▶ [Exercise inputs]:
____

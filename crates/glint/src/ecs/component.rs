//! # Component — Dense Per-Type Storage
//!
//! Components are plain data: a `Transform`, a `Camera`, a `Velocity`. Each
//! registered component type gets one [`ComponentArray`], a packed `Vec<T>`
//! plus two index maps so that any entity's component is found in O(1).
//!
//! ## Memory Layout
//!
//! ```text
//! dense:        [pos_a, pos_c, pos_b]   ← no gaps, ever
//! entities:     [  a,     c,     b  ]   ← dense index → entity
//! index_of:     { a: 0, b: 2, c: 1 }    ← entity → dense index
//! ```
//!
//! Removing `a` moves the last element (`pos_b`) into slot 0, repoints `b`
//! at 0 and pops the tail. Removal is O(1) and does **not** preserve order.
//!
//! ## Type Erasure
//!
//! The [`ComponentManager`] holds arrays of many different `T`, so it stores
//! them as `Box<dyn ErasedComponentArray>`. The erased view only needs what
//! entity destruction needs; typed access goes back through `Any`.

use std::any::{Any, TypeId, type_name};
use std::collections::HashMap;

use super::coordinator::Coordinator;
use super::error::{EcsError, EcsResult};
use super::entity::Entity;
use super::signature::{ComponentType, MAX_COMPONENTS, Signature};

/// Dense storage for every instance of one component type.
pub struct ComponentArray<T> {
    dense: Vec<T>,
    entities: Vec<Entity>,
    index_of: HashMap<Entity, usize>,
}

impl<T: 'static> ComponentArray<T> {
    pub fn new() -> Self {
        Self {
            dense: Vec::new(),
            entities: Vec::new(),
            index_of: HashMap::new(),
        }
    }

    /// Append `value` for `entity`. An entity holds at most one `T`.
    pub fn insert(&mut self, entity: Entity, value: T) -> EcsResult<()> {
        if self.index_of.contains_key(&entity) {
            return Err(EcsError::ComponentAlreadyPresent {
                entity,
                component: type_name::<T>(),
            });
        }
        self.index_of.insert(entity, self.dense.len());
        self.entities.push(entity);
        self.dense.push(value);
        Ok(())
    }

    /// Swap-remove `entity`'s component and return it.
    pub fn remove(&mut self, entity: Entity) -> EcsResult<T> {
        let index = self.index_of.remove(&entity).ok_or(EcsError::ComponentMissing {
            entity,
            component: type_name::<T>(),
        })?;

        let value = self.dense.swap_remove(index);
        self.entities.swap_remove(index);
        // If something was moved into the hole, repoint it.
        if let Some(&moved) = self.entities.get(index) {
            self.index_of.insert(moved, index);
        }
        Ok(value)
    }

    pub fn get(&self, entity: Entity) -> EcsResult<&T> {
        match self.index_of.get(&entity) {
            Some(&index) => Ok(&self.dense[index]),
            None => Err(self.missing(entity)),
        }
    }

    pub fn get_mut(&mut self, entity: Entity) -> EcsResult<&mut T> {
        match self.index_of.get(&entity) {
            Some(&index) => Ok(&mut self.dense[index]),
            None => Err(self.missing(entity)),
        }
    }

    pub fn contains(&self, entity: Entity) -> bool {
        self.index_of.contains_key(&entity)
    }

    /// Iterate `(entity, component)` pairs in dense order.
    pub fn iter(&self) -> impl Iterator<Item = (Entity, &T)> {
        self.entities.iter().copied().zip(&self.dense)
    }

    /// The packed component values.
    pub fn as_slice(&self) -> &[T] {
        &self.dense
    }

    pub fn len(&self) -> usize {
        self.dense.len()
    }

    pub fn is_empty(&self) -> bool {
        self.dense.is_empty()
    }

    fn missing(&self, entity: Entity) -> EcsError {
        EcsError::ComponentMissing {
            entity,
            component: type_name::<T>(),
        }
    }
}

impl<T: 'static> Default for ComponentArray<T> {
    fn default() -> Self {
        Self::new()
    }
}

/// The type-erased face of a [`ComponentArray`].
pub trait ErasedComponentArray: Any {
    /// Drop `entity`'s component if it has one.
    fn on_entity_destroyed(&mut self, entity: Entity);

    fn len(&self) -> usize;

    fn type_name(&self) -> &'static str;

    fn as_any(&self) -> &dyn Any;

    fn as_any_mut(&mut self) -> &mut dyn Any;
}

impl<T: 'static> ErasedComponentArray for ComponentArray<T> {
    fn on_entity_destroyed(&mut self, entity: Entity) {
        if self.contains(entity) {
            let _ = self.remove(entity);
        }
    }

    fn len(&self) -> usize {
        self.dense.len()
    }

    fn type_name(&self) -> &'static str {
        type_name::<T>()
    }

    fn as_any(&self) -> &dyn Any {
        self
    }

    fn as_any_mut(&mut self) -> &mut dyn Any {
        self
    }
}

/// Owns one [`ComponentArray`] per registered component type.
///
/// Array `i` in `arrays` belongs to [`ComponentType`] `i`.
pub struct ComponentManager {
    types: HashMap<TypeId, ComponentType>,
    arrays: Vec<Box<dyn ErasedComponentArray>>,
}

impl ComponentManager {
    pub fn new() -> Self {
        Self {
            types: HashMap::new(),
            arrays: Vec::new(),
        }
    }

    /// Assign the next free [`ComponentType`] to `T` and create its array.
    pub fn register<T: 'static>(&mut self) -> EcsResult<ComponentType> {
        let type_id = TypeId::of::<T>();
        if self.types.contains_key(&type_id) {
            return Err(EcsError::ComponentAlreadyRegistered(type_name::<T>()));
        }
        if self.arrays.len() >= MAX_COMPONENTS {
            return Err(EcsError::TooManyComponentTypes {
                max: MAX_COMPONENTS,
            });
        }

        let component = ComponentType(self.arrays.len() as u8);
        self.types.insert(type_id, component);
        self.arrays.push(Box::new(ComponentArray::<T>::new()));
        log::debug!("registered component `{}` as {:?}", type_name::<T>(), component);
        Ok(component)
    }

    pub fn component_type<T: 'static>(&self) -> EcsResult<ComponentType> {
        self.types
            .get(&TypeId::of::<T>())
            .copied()
            .ok_or(EcsError::ComponentNotRegistered(type_name::<T>()))
    }

    pub fn is_registered<T: 'static>(&self) -> bool {
        self.types.contains_key(&TypeId::of::<T>())
    }

    pub fn add<T: 'static>(&mut self, entity: Entity, value: T) -> EcsResult<()> {
        self.array_mut::<T>()?.insert(entity, value)
    }

    pub fn remove<T: 'static>(&mut self, entity: Entity) -> EcsResult<T> {
        self.array_mut::<T>()?.remove(entity)
    }

    pub fn get<T: 'static>(&self, entity: Entity) -> EcsResult<&T> {
        self.array::<T>()?.get(entity)
    }

    pub fn get_mut<T: 'static>(&mut self, entity: Entity) -> EcsResult<&mut T> {
        self.array_mut::<T>()?.get_mut(entity)
    }

    pub fn has<T: 'static>(&self, entity: Entity) -> bool {
        self.array::<T>().is_ok_and(|array| array.contains(entity))
    }

    /// Forward a destruction to every array, in registration order.
    pub fn notify_entity_destroyed(&mut self, entity: Entity) {
        for array in &mut self.arrays {
            array.on_entity_destroyed(entity);
        }
    }

    /// Typed read access to the whole array for `T`.
    pub fn array<T: 'static>(&self) -> EcsResult<&ComponentArray<T>> {
        let component = self.component_type::<T>()?;
        self.arrays[component.index()]
            .as_any()
            .downcast_ref::<ComponentArray<T>>()
            .ok_or(EcsError::ComponentNotRegistered(type_name::<T>()))
    }

    fn array_mut<T: 'static>(&mut self) -> EcsResult<&mut ComponentArray<T>> {
        let component = self.component_type::<T>()?;
        self.arrays[component.index()]
            .as_any_mut()
            .downcast_mut::<ComponentArray<T>>()
            .ok_or(EcsError::ComponentNotRegistered(type_name::<T>()))
    }

    pub fn registered_count(&self) -> usize {
        self.arrays.len()
    }

    /// `(type name, stored count)` for each registered type.
    pub fn array_sizes(&self) -> impl Iterator<Item = (&'static str, usize)> + '_ {
        self.arrays.iter().map(|array| (array.type_name(), array.len()))
    }
}

impl Default for ComponentManager {
    fn default() -> Self {
        Self::new()
    }
}

// ── Bundles (tuple support) ──────────────────────────────────────────────

/// A tuple of components that can be attached together, or turned into the
/// [`Signature`] a system requires.
///
/// Implemented for tuples of up to 8 component types.
pub trait ComponentBundle {
    fn signature(components: &ComponentManager) -> EcsResult<Signature>;

    /// Add every component to `entity`, one at a time.
    fn add_to(self, ecs: &mut Coordinator, entity: Entity) -> EcsResult<()>;
}

macro_rules! impl_component_bundle {
    ($($T:ident),+) => {
        impl<$($T: 'static),+> ComponentBundle for ($($T,)+) {
            fn signature(components: &ComponentManager) -> EcsResult<Signature> {
                let mut signature = Signature::EMPTY;
                $(signature.set(components.component_type::<$T>()?, true);)+
                Ok(signature)
            }

            #[allow(non_snake_case)]
            fn add_to(self, ecs: &mut Coordinator, entity: Entity) -> EcsResult<()> {
                let ($($T,)+) = self;
                $(ecs.add_component(entity, $T)?;)+
                Ok(())
            }
        }
    };
}

impl_component_bundle!(A);
impl_component_bundle!(A, B);
impl_component_bundle!(A, B, C);
impl_component_bundle!(A, B, C, D);
impl_component_bundle!(A, B, C, D, E);
impl_component_bundle!(A, B, C, D, E, F);
impl_component_bundle!(A, B, C, D, E, F, G);
impl_component_bundle!(A, B, C, D, E, F, G, H);

#[cfg(test)]
mod tests {
    use std::collections::HashSet;

    use super::*;

    #[derive(Debug, Clone, Copy, PartialEq)]
    struct Position {
        x: f32,
    }
    #[derive(Debug, PartialEq)]
    struct Health(u32);

    fn e(index: u32) -> Entity {
        Entity(index)
    }

    #[test]
    fn insert_and_get() {
        let mut array = ComponentArray::new();
        array.insert(e(4), Health(10)).unwrap();
        array.insert(e(1), Health(20)).unwrap();
        assert_eq!(array.get(e(4)), Ok(&Health(10)));
        assert_eq!(array.get(e(1)), Ok(&Health(20)));
        assert_eq!(array.len(), 2);
    }

    #[test]
    fn double_insert_is_rejected() {
        let mut array = ComponentArray::new();
        array.insert(e(0), Health(1)).unwrap();
        assert!(matches!(
            array.insert(e(0), Health(2)),
            Err(EcsError::ComponentAlreadyPresent { .. })
        ));
        // The first value is untouched.
        assert_eq!(array.get(e(0)), Ok(&Health(1)));
    }

    #[test]
    fn swap_remove_middle_repoints_last() {
        let mut array = ComponentArray::new();
        array.insert(e(0), Health(10)).unwrap();
        array.insert(e(1), Health(20)).unwrap();
        array.insert(e(2), Health(30)).unwrap();

        assert_eq!(array.remove(e(0)), Ok(Health(10)));
        assert_eq!(array.len(), 2);
        // Health(30) was moved into slot 0.
        assert_eq!(array.as_slice()[0], Health(30));
        assert_eq!(array.get(e(2)), Ok(&Health(30)));
        assert_eq!(array.get(e(1)), Ok(&Health(20)));
        assert!(array.get(e(0)).is_err());
    }

    #[test]
    fn remove_last_element() {
        let mut array = ComponentArray::new();
        array.insert(e(0), Health(10)).unwrap();
        array.insert(e(1), Health(20)).unwrap();
        assert_eq!(array.remove(e(1)), Ok(Health(20)));
        assert_eq!(array.get(e(0)), Ok(&Health(10)));
        assert!(!array.contains(e(1)));
    }

    #[test]
    fn remove_missing_is_an_error() {
        let mut array: ComponentArray<Health> = ComponentArray::new();
        assert!(matches!(
            array.remove(e(3)),
            Err(EcsError::ComponentMissing { .. })
        ));
    }

    #[test]
    fn entity_destroyed_is_noop_without_component() {
        let mut array = ComponentArray::new();
        array.insert(e(0), Health(10)).unwrap();
        ErasedComponentArray::on_entity_destroyed(&mut array, e(5));
        assert_eq!(array.len(), 1);
        ErasedComponentArray::on_entity_destroyed(&mut array, e(0));
        assert!(array.is_empty());
    }

    #[test]
    fn density_holds_under_churn() {
        let mut array = ComponentArray::new();
        let mut expected = HashSet::new();
        for step in 0..200u32 {
            let entity = e((step * 13) % 17);
            if expected.contains(&entity) {
                array.remove(entity).unwrap();
                expected.remove(&entity);
            } else {
                array.insert(entity, Position { x: step as f32 }).unwrap();
                expected.insert(entity);
            }

            assert_eq!(array.len(), expected.len());
            let stored: HashSet<_> = array.iter().map(|(entity, _)| entity).collect();
            assert_eq!(stored, expected);
            for index in 0..17 {
                assert_eq!(array.get(e(index)).is_ok(), expected.contains(&e(index)));
            }
        }
    }

    #[test]
    fn register_assigns_sequential_ids() {
        let mut components = ComponentManager::new();
        assert_eq!(components.register::<Position>(), Ok(ComponentType(0)));
        assert_eq!(components.register::<Health>(), Ok(ComponentType(1)));
        assert_eq!(components.component_type::<Health>(), Ok(ComponentType(1)));
        assert_eq!(components.registered_count(), 2);
    }

    #[test]
    fn double_register_is_rejected() {
        let mut components = ComponentManager::new();
        components.register::<Position>().unwrap();
        assert!(matches!(
            components.register::<Position>(),
            Err(EcsError::ComponentAlreadyRegistered(_))
        ));
        assert_eq!(components.registered_count(), 1);
    }

    #[test]
    fn unregistered_type_is_an_error() {
        let mut components = ComponentManager::new();
        assert!(matches!(
            components.add(e(0), Health(1)),
            Err(EcsError::ComponentNotRegistered(_))
        ));
        assert!(!components.has::<Health>(e(0)));
    }

    #[test]
    fn component_type_limit() {
        struct Slot<const N: usize>;

        macro_rules! register_slots {
            ($components:expr, $($n:literal)*) => {
                $($components.register::<Slot<$n>>().unwrap();)*
            };
        }

        let mut components = ComponentManager::new();
        register_slots!(components,
            0 1 2 3 4 5 6 7 8 9 10 11 12 13 14 15 16 17 18 19 20 21 22 23 24 25 26 27 28 29 30 31
            32 33 34 35 36 37 38 39 40 41 42 43 44 45 46 47 48 49 50 51 52 53 54 55 56 57 58 59 60 61 62 63);
        assert_eq!(components.registered_count(), MAX_COMPONENTS);
        assert_eq!(
            components.register::<Health>(),
            Err(EcsError::TooManyComponentTypes { max: MAX_COMPONENTS })
        );
    }

    #[test]
    fn destruction_reaches_every_array() {
        let mut components = ComponentManager::new();
        components.register::<Position>().unwrap();
        components.register::<Health>().unwrap();
        components.add(e(0), Position { x: 1.0 }).unwrap();
        components.add(e(0), Health(3)).unwrap();
        components.add(e(1), Health(4)).unwrap();

        components.notify_entity_destroyed(e(0));
        assert!(!components.has::<Position>(e(0)));
        assert!(!components.has::<Health>(e(0)));
        assert_eq!(components.get::<Health>(e(1)), Ok(&Health(4)));
    }

    #[test]
    fn bundle_signature() {
        let mut components = ComponentManager::new();
        let position = components.register::<Position>().unwrap();
        let health = components.register::<Health>().unwrap();
        let signature = <(Position, Health)>::signature(&components).unwrap();
        assert_eq!(signature, Signature::EMPTY.with(position).with(health));
    }
}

____

▶ [The task]: Look back at the entries above and repeat, unchanged, every line from the line holding "use super::entity::Entity;" through the line holding "hole, repoint it.".

▶ [Task output]:
use super::entity::Entity;
use super::signature::{ComponentType, MAX_COMPONENTS, Signature};

/// Dense storage for every instance of one component type.
pub struct ComponentArray<T> {
    dense: Vec<T>,
    entities: Vec<Entity>,
    index_of: HashMap<Entity, usize>,
}

impl<T: 'static> ComponentArray<T> {
    pub fn new() -> Self {
        Self {
            dense: Vec::new(),
            entities: Vec::new(),
            index_of: HashMap::new(),
        }
    }

    /// Append `value` for `entity`. An entity holds at most one `T`.
    pub fn insert(&mut self, entity: Entity, value: T) -> EcsResult<()> {
        if self.index_of.contains_key(&entity) {
            return Err(EcsError::ComponentAlreadyPresent {
                entity,
                component: type_name::<T>(),
            });
        }
        self.index_of.insert(entity, self.dense.len());
        self.entities.push(entity);
        self.dense.push(value);
        Ok(())
    }

    /// Swap-remove `entity`'s component and return it.
    pub fn remove(&mut self, entity: Entity) -> EcsResult<T> {
        let index = self.index_of.remove(&entity).ok_or(EcsError::ComponentMissing {
            entity,
            component: type_name::<T>(),
        })?;

        let value = self.dense.swap_remove(index);
        self.entities.swap_remove(index);
        // If something was moved into the hole, repoint it.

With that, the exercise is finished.